TY - JOUR
PY - 2022//
TI - Does mechanism of injury impact the outcome of operative fixation of geriatric proximal humerus fractures
JO - Archives of orthopaedic and trauma surgery
A1 - Ganta, Abhishek
A1 - Solasz, Sara
A1 - Drake, Jack
A1 - Littlefield, Connor
A1 - Konda, Sanjit
A1 - Egol, Kenneth
SP - ePub
EP - ePub
VL - ePub
IS - ePub
N2 - BACKGROUND: The purpose of this study is to determine the effects of energy mechanism on outcomes following repair of proximal humerus fractures (PHF) in the middle aged and geriatric population.

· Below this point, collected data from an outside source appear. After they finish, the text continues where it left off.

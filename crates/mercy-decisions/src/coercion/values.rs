//! Per-value coercers shared by decision and evidence rows.
//!
//! Each one is total: anything it cannot accept comes back as `None`.

use std::borrow::Cow;

use chrono::{DateTime, NaiveDate, NaiveDateTime, Utc};
use serde_json::{Map, Value};

pub type Row = Map<String, Value>;

/// Look up `key`, treating an explicit JSON null the same as a missing key.
pub fn field<'a>(row: Option<&'a Row>, key: &str) -> Option<&'a Value> {
    row?.get(key).filter(|v| !v.is_null())
}

/// Look up `canonical`, falling back to `legacy` when canonical is absent.
pub fn field_or_legacy<'a>(row: Option<&'a Row>, canonical: &str, legacy: &str) -> Option<&'a Value> {
    field(row, canonical).or_else(|| field(row, legacy))
}

/// Finite number from a JSON number or a trimmed numeric string.
pub fn to_number(value: Option<&Value>) -> Option<f64> {
    match value? {
        Value::Number(n) => n.as_f64().filter(|f| f.is_finite()),
        Value::String(s) => {
            let t = s.trim();
            if t.is_empty() {
                return None;
            }
            t.parse::<f64>().ok().filter(|f| f.is_finite())
        }
        _ => None,
    }
}

/// Non-negative counter: truncated toward zero, negatives clamp to 0.
pub fn to_count(value: Option<&Value>) -> u64 {
    match to_number(value) {
        // `as` saturates for values beyond u64::MAX.
        Some(n) if n > 0.0 => n.trunc() as u64,
        _ => 0,
    }
}

/// Trimmed string; blanks and non-strings are `None`.
pub fn to_text(value: Option<&Value>) -> Option<String> {
    match value? {
        Value::String(s) => {
            let t = s.trim();
            (!t.is_empty()).then(|| t.to_string())
        }
        _ => None,
    }
}

/// Trimmed string that parses as an ISO-8601 date or date-time.
pub fn to_timestamp(value: Option<&Value>) -> Option<String> {
    to_text(value).filter(|s| parse_timestamp(s).is_some())
}

pub fn to_bool(value: Option<&Value>) -> Option<bool> {
    value?.as_bool()
}

/// Exact, case-sensitive enum match. No trimming.
pub fn to_enum<T>(value: Option<&Value>, parse: fn(&str) -> Option<T>) -> Option<T> {
    value?.as_str().and_then(parse)
}

/// Date-time shapes carrying an offset (`Z`, `+hh`, `+hhmm`, `+hh:mm`).
const OFFSET_FORMATS: [&str; 6] = [
    "%Y-%m-%dT%H:%M:%S%.f%#z",
    "%Y-%m-%d %H:%M:%S%.f%#z",
    "%Y-%m-%dT%H:%M%#z",
    "%Y-%m-%d %H:%M%#z",
    "%Y%m%dT%H%M%S%.f%#z",
    "%Y%m%dT%H%M%#z",
];

/// Date-time shapes without an offset; read as UTC.
const NAIVE_FORMATS: [&str; 6] = [
    "%Y-%m-%dT%H:%M:%S%.f",
    "%Y-%m-%d %H:%M:%S%.f",
    "%Y-%m-%dT%H:%M",
    "%Y-%m-%d %H:%M",
    "%Y%m%dT%H%M%S%.f",
    "%Y%m%dT%H%M",
];

const DATE_FORMATS: [&str; 2] = ["%Y-%m-%d", "%Y%m%d"];

/// Parse an ISO-8601 timestamp. Extended and basic forms, minute or
/// second precision, and `.` or `,` fractions are accepted. Offsets are
/// honored; naive values are UTC.
pub fn parse_timestamp(s: &str) -> Option<DateTime<Utc>> {
    // ISO-8601 allows a comma before the fraction; chrono only reads `.`.
    let s: Cow<'_, str> = if s.contains(',') {
        Cow::Owned(s.replace(',', "."))
    } else {
        Cow::Borrowed(s)
    };
    let s = s.as_ref();

    if let Ok(dt) = DateTime::parse_from_rfc3339(s) {
        return Some(dt.with_timezone(&Utc));
    }
    if let Some(dt) = OFFSET_FORMATS
        .iter()
        .find_map(|fmt| DateTime::parse_from_str(s, fmt).ok())
    {
        return Some(dt.with_timezone(&Utc));
    }
    if let Some(naive) = NAIVE_FORMATS
        .iter()
        .find_map(|fmt| NaiveDateTime::parse_from_str(s, fmt).ok())
    {
        return Some(naive.and_utc());
    }
    DATE_FORMATS
        .iter()
        .find_map(|fmt| NaiveDate::parse_from_str(s, fmt).ok())
        .and_then(|d| d.and_hms_opt(0, 0, 0))
        .map(|naive| naive.and_utc())
}
//! Demo rows shown when nothing is accessible for a signal, typically an
//! unauthenticated visitor blocked by row-level security.

use chrono::{DateTime, Duration, Utc};
use serde_json::{json, Value};

/// Signal id used when the caller asked for a blank one.
pub const DEMO_SIGNAL_ID: &str = "demo-signal";

/// Reason code stamped on the demo decision.
pub const DEMO_REASON_CODE: &str = "DEMO_NO_AUTH";

/// An explain-shaped incident row for `signal_id`.
pub fn demo_decision_row(signal_id: &str) -> Value {
    json!({
        "signal_id": signal_id,
        "prod_issues_24h": 2,
        "prod_issues_7d": 9,
        "last_prod_issue_at": null,
        "minutes_since_last_prod_issue": 25,
        "severity_score_7d": 245,
        "production_status": "incident",
        "suggested_action_code": "page_oncall",
        "suggested_action_text": "Page on-call. Start incident response. Confirm impact and scope.",
        "trend_24h_vs_7d": "worsening",
        "confidence": "high",
        "severity_label": "High",
        "status_reason_code": DEMO_REASON_CODE,
    })
}

/// Three evidence rows for `signal_id`, stamped relative to `now`.
pub fn demo_evidence_rows(signal_id: &str, now: DateTime<Utc>) -> Vec<Value> {
    vec![
        json!({
            "id": "demo-1",
            "signal_id": signal_id,
            "created_at": now.to_rfc3339(),
            "created_by": null,
            "source": "demo",
            "kind": "incident",
            "severity": "high",
            "area": "prod",
            "body": "Spike in 5xx errors after deploy; customers report checkout failures.",
            "is_production_issue": true,
            "production_issue_score": 90,
            "production_issue_reason": "Keyword match: error/5xx + prod area",
        }),
        json!({
            "id": "demo-2",
            "signal_id": signal_id,
            "created_at": (now - Duration::minutes(35)).to_rfc3339(),
            "created_by": null,
            "source": "demo",
            "kind": "observation",
            "severity": "medium",
            "area": "api",
            "body": "Latency increased in /payments endpoint; p95 doubled vs baseline.",
            "is_production_issue": true,
            "production_issue_score": 55,
            "production_issue_reason": "Heuristic: latency + payments + api",
        }),
        json!({
            "id": "demo-3",
            "signal_id": signal_id,
            "created_at": (now - Duration::minutes(90)).to_rfc3339(),
            "created_by": null,
            "source": "demo",
            "kind": "note",
            "severity": "low",
            "area": "deploy",
            "body": "Deploy 2026.01.15.1 rolled out to 100% at 10:02.",
            "is_production_issue": false,
            "production_issue_score": 0,
            "production_issue_reason": "Not classified as production issue",
        }),
    ]
}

METHODS: Two hundred sixty-nine patients who presented to our academic medical center between 2006 and 2020, and underwent operative treatment of a proximal humerus fracture were prospectively enrolled in an IRB-approved database. Patients above 55 were divided into high energy (motor vehicle accident, pedestrian struck, or fall > 2 stairs) or low energy mechanisms (fall from standing or < 2 stairs). Of 97 patients with complete documentation and follow-up, 72 were included in the low velocity (LV) group and 25 were included in the high velocity (HV) group. Demographic information, primary injury details, healing and time to union, range of motion (ROM), complications, and need for reoperation were assessed at initial presentation and subsequent follow-up appointments.
RESULTS: Mean age, BMI, and gender were significantly different between the LV and HV cohorts (p = 0.01, 0.04, 0.01). OTA/AO fracture patterns were similar between the groups. (p = 0.14). Bony healing and complications occurred with similar frequency between groups (p = 1.00, 0.062). The most common complications in the LV and HV groups included avascular necrosis (9.7%, 16.0%), and screw penetration (4.2%, 12.0%), while the HV group also had rotator cuff issues including weakness and tendonitis (12.0%). There was no significant difference in need for reoperation between cohorts (p = 0.45). Time to healing, shoulder ROM, and DASH scores did not differ between each group.
CONCLUSIONS: Energy and mechanism demonstrates similar outcomes in operatively treated proximal humerus fractures. These factors should not play a role in decisions for surgery in these patients and can help guide patient expectations.